Lackland Air Force Base CDP is a census-designated place (CDP) covering the permanent residential population of the Lackland Air Force Base in Bexar County, Texas, United States. Per the 2020 census, the population was 9,467.

Demographics

2020 census

Note: the US Census treats Hispanic/Latino as an ethnic category. This table excludes Latinos from the racial categories and assigns them to a separate category. Hispanics/Latinos can be of any race.

2000 census
As of the census of 2000, there were 7,123 people, 174 households, and 152 families residing on the base. The population density was 642.6/km2 (1,662.6/mi2). There were 412 housing units at an average density of 37.2/km2 (96.2/mi2). The racial makeup of the town was 65.20% White, 19.01% Black or African American, 0.86% Native American, 3.64% Asian, 0.32% Pacific Islander, 2.20% from other races, and 8.77% from two or more races. 13.77% of the population were Hispanic or Latino of any race.

There were 174 households, out of which 79.9% had children under the age of 18 living with them, 73.0% were married couples living together, 9.2% had a female householder with no husband present, and 12.6% were non-families. 12.1% of all households were made up of individuals. The average household size was 3.49 and the average family size was 3.78.

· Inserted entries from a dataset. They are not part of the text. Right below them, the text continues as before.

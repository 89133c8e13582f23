//! Chat command bridge.
//!
//! Routes incoming chat messages to the dispatcher, the code relay and the
//! credential store. The chat transport itself lives elsewhere: it hands
//! over an [`IncomingMessage`] carrying a reply sink, and every reply for
//! that message goes through a [`Reporter`] attached to that sink.
//!
//! Each message is processed in its own task, so a dispatch that is waiting
//! for a verification code never blocks the `!code` message that answers it.

use anyhow::Result;
use std::sync::Arc;
use std::time::Duration;
use tokio::sync::mpsc;

use rsa_common::ChatConfig;

use crate::broker::BrokerId;
use crate::command::parse_command;
use crate::credentials::SqliteCredentialStore;
use crate::dispatcher::Dispatcher;
use crate::relay::{CodeProvider, CodeRelay, RelayCodeProvider, SubmitOutcome};
use crate::reporter::{ConsoleSink, MessageSink, Reporter, StdoutConsole};

/// A chat message addressed to the bot.
pub struct IncomingMessage {
    /// Stable id of the sender
    pub identity: String,
    pub text: String,
    /// Sent as a direct message rather than in a shared channel
    pub is_direct: bool,
    /// Where replies go
    pub reply: Arc<dyn MessageSink>,
}

/// Commands understood by the bridge.
#[derive(Debug, Clone, PartialEq, Eq)]
pub enum ChatCommand {
    Ping,
    Rsa(String),
    Code(Vec<String>),
    AddCredentials(Vec<String>),
    RemoveCredentials(Vec<String>),
    ListCredentials,
}

impl ChatCommand {
    /// Parse `text` if it starts with `prefix` and names a known command.
    pub fn parse(prefix: &str, text: &str) -> Option<Self> {
        let body = text.trim().strip_prefix(prefix)?;
        let (name, rest) = match body.split_once(char::is_whitespace) {
            Some((name, rest)) => (name, rest.trim()),
            None => (body, ""),
        };
        let args = || rest.split_whitespace().map(str::to_string).collect();

        match name.to_lowercase().as_str() {
            "ping" => Some(Self::Ping),
            "rsa" => Some(Self::Rsa(rest.to_string())),
            "code" => Some(Self::Code(args())),
            "rsaadd" => Some(Self::AddCredentials(args())),
            "removersa" => Some(Self::RemoveCredentials(args())),
            "accountrsa" => Some(Self::ListCredentials),
            _ => None,
        }
    }

    fn name(&self) -> &'static str {
        match self {
            Self::Ping => "ping",
            Self::Rsa(_) => "rsa",
            Self::Code(_) => "code",
            Self::AddCredentials(_) => "rsaadd",
            Self::RemoveCredentials(_) => "removersa",
            Self::ListCredentials => "accountrsa",
        }
    }
}

/// Chat front end for the dispatcher.
pub struct ChatBridge {
    dispatcher: Arc<Dispatcher>,
    relay: Arc<CodeRelay>,
    credentials: Option<Arc<SqliteCredentialStore>>,
    console: Arc<dyn ConsoleSink>,
    prefix: String,
    code_timeout: Duration,
    summary_threshold: Option<usize>,
}

impl ChatBridge {
    pub fn new(dispatcher: Arc<Dispatcher>, relay: Arc<CodeRelay>) -> Self {
        let code_timeout = relay.default_timeout();
        Self {
            dispatcher,
            relay,
            credentials: None,
            console: Arc::new(StdoutConsole),
            prefix: ChatConfig::default().command_prefix,
            code_timeout,
            summary_threshold: None,
        }
    }

    /// Enable the credential management commands.
    pub fn with_credentials(mut self, store: Arc<SqliteCredentialStore>) -> Self {
        self.credentials = Some(store);
        self
    }

    pub fn with_config(mut self, config: &ChatConfig) -> Self {
        self.prefix = config.command_prefix.clone();
        self
    }

    pub fn with_console(mut self, console: Arc<dyn ConsoleSink>) -> Self {
        self.console = console;
        self
    }

    pub fn with_code_timeout(mut self, timeout: Duration) -> Self {
        self.code_timeout = timeout;
        self
    }

    pub fn with_summary_threshold(mut self, threshold: usize) -> Self {
        self.summary_threshold = Some(threshold);
        self
    }

    pub fn relay(&self) -> &Arc<CodeRelay> {
        &self.relay
    }

    /// Handle one message. Returns false when it is not a bridge command.
    pub async fn process(&self, message: IncomingMessage) -> Result<bool> {
        let Some(command) = ChatCommand::parse(&self.prefix, &message.text) else {
            return Ok(false);
        };
        tracing::info!(
            identity = %message.identity,
            command = command.name(),
            direct = message.is_direct,
            "Chat command received"
        );

        let reporter = self.reporter_for(&message);
        match command {
            ChatCommand::Ping => reporter.emit("pong"),
            ChatCommand::Rsa(args) => self.run_order(&message.identity, &args, &reporter).await,
            ChatCommand::Code(args) => self.submit_code(&message.identity, &args, &reporter).await,
            ChatCommand::AddCredentials(args) => {
                if message.is_direct {
                    self.add_credentials(&message.identity, &args, &reporter)
                        .await
                } else {
                    reporter.emit("This command can only be used via DM.");
                }
            }
            ChatCommand::RemoveCredentials(args) => {
                self.remove_credentials(&message.identity, &args, &reporter)
                    .await
            }
            ChatCommand::ListCredentials => {
                self.list_credentials(&message.identity, &reporter).await
            }
        }

        reporter.flush().await;
        Ok(true)
    }

    fn reporter_for(&self, message: &IncomingMessage) -> Reporter {
        let mut reporter = Reporter::with_console(Arc::clone(&self.console));
        if let Some(threshold) = self.summary_threshold {
            reporter = reporter.with_summary_threshold(threshold);
        }
        reporter.attach_remote(Arc::clone(&message.reply))
    }

    async fn run_order(&self, identity: &str, args: &str, reporter: &Reporter) {
        let order = match parse_command(args) {
            Ok(order) => order,
            Err(e) => {
                tracing::warn!(identity = %identity, error = %e, "Rejected order command");
                reporter.emit(format!("Error placing order: {e}"));
                return;
            }
        };

        let codes: Arc<dyn CodeProvider> = Arc::new(
            RelayCodeProvider::new(Arc::clone(&self.relay), reporter.clone())
                .with_timeout(self.code_timeout),
        );
        // The dispatcher reports fatal errors itself
        if let Err(e) = self.dispatcher.dispatch(identity, &order, reporter, codes).await {
            tracing::error!(identity = %identity, error = %e, "Dispatch aborted");
        }
    }

    async fn submit_code(&self, identity: &str, args: &[String], reporter: &Reporter) {
        let Some((code, label)) = args.split_last() else {
            reporter.emit("Usage: !code [label] <code>");
            return;
        };
        let label = label.join(" ");

        let outcome = if label.is_empty() {
            self.relay.submit_for_identity(identity, code).await
        } else {
            self.relay.submit_code(identity, &label, code).await
        };
        tracing::info!(identity = %identity, label = %label, outcome = ?outcome, "Code submitted");

        let target = if label.is_empty() {
            String::new()
        } else {
            format!(" for {label}")
        };
        let reply = match outcome {
            SubmitOutcome::Delivered => format!("Code received{target}"),
            SubmitOutcome::NoPending => format!("No verification code is pending{target}"),
            SubmitOutcome::Expired => format!("Verification code{target} arrived too late"),
            SubmitOutcome::Rejected => format!("Invalid code{target}, try again"),
            SubmitOutcome::Ambiguous => {
                let labels = self.relay.pending_labels(identity).await;
                format!(
                    "Several logins are waiting for a code ({}). Use `!code <label> <code>`",
                    labels.join(", ")
                )
            }
        };
        reporter.emit(reply);
    }

    async fn add_credentials(&self, identity: &str, args: &[String], reporter: &Reporter) {
        let [broker, credentials] = args else {
            reporter.emit("Usage: !rsaadd <broker> <credentials>");
            return;
        };
        let Some(store) = &self.credentials else {
            reporter.emit("Credential storage is not configured");
            return;
        };
        let Some(id) = BrokerId::from_name(broker) else {
            reporter.emit(format!(
                "Error adding {broker} account: {broker} is not a supported broker"
            ));
            return;
        };

        match store.upsert(identity, id, credentials).await {
            Ok(()) => reporter.emit(format!("Successfully added {id} account")),
            Err(e) => {
                tracing::warn!(identity = %identity, broker = %id, error = %e, "Failed to add credentials");
                reporter.emit(format!("Error adding {id} account: {e}"));
            }
        }
    }

    async fn remove_credentials(&self, identity: &str, args: &[String], reporter: &Reporter) {
        let [broker] = args else {
            reporter.emit("Usage: !removersa <broker>");
            return;
        };
        let Some(store) = &self.credentials else {
            reporter.emit("Credential storage is not configured");
            return;
        };
        let Some(id) = BrokerId::from_name(broker) else {
            reporter.emit(format!(
                "Error retrieving accounts: {broker} is not a supported broker"
            ));
            return;
        };

        match store.remove(identity, id).await {
            Ok(true) => reporter.emit(format!(
                "Successfully removed {identity}'s account from {id}."
            )),
            Ok(false) => reporter.emit(format!("No account found for {identity} with {id}.")),
            Err(e) => reporter.emit(format!("Error retrieving accounts: {e}")),
        }
    }

    async fn list_credentials(&self, identity: &str, reporter: &Reporter) {
        let Some(store) = &self.credentials else {
            reporter.emit("Credential storage is not configured");
            return;
        };

        match store.list_brokers(identity).await {
            Ok(brokers) if brokers.is_empty() => {
                reporter.emit("You haven't set up any accounts yet.")
            }
            Ok(brokers) => {
                let names: Vec<&str> = brokers.iter().map(BrokerId::as_str).collect();
                reporter.emit(format!(
                    "Here are the accounts you have set up:\n{}",
                    names.join("\n")
                ));
            }
            Err(e) => reporter.emit(format!("Error retrieving accounts: {e}")),
        }
    }

    /// Start a background processor that handles messages from a channel.
    pub fn spawn_processor(
        bridge: Arc<Self>,
        mut rx: mpsc::Receiver<IncomingMessage>,
    ) -> tokio::task::JoinHandle<()> {
        tokio::spawn(async move {
            tracing::info!("Chat bridge processor started");

            while let Some(message) = rx.recv().await {
                let bridge = bridge.clone();

                // Process each message in its own task
                tokio::spawn(async move {
                    if let Err(e) = bridge.process(message).await {
                        tracing::error!(error = %e, "Failed to process message");
                    }
                });
            }

            tracing::info!("Chat bridge processor stopped");
        })
    }
}

// ============================================================================
// Tests
// ============================================================================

On the base the population was spread out, with 5.3% under the age of 18, 79.8% from 18 to 24, 14.5% from 25 to 44, 0.4% from 45 to 64, and none who were 65 years of age or older. The median age was 20 years. For every 100 females, there were 256 males. For every 100 females age 18 and over, there were 267.3 males.

The median income for a household in the base was $32,250, and the median income for a family was $31,923. Males had a median income of $16,435 versus $15,572 for females. The per capita income for the base was $10,048. 7.3% of the population and 6.9% of families were below the poverty line. Out of the total population, 7.3% of those under the age of 18 were living below the poverty line.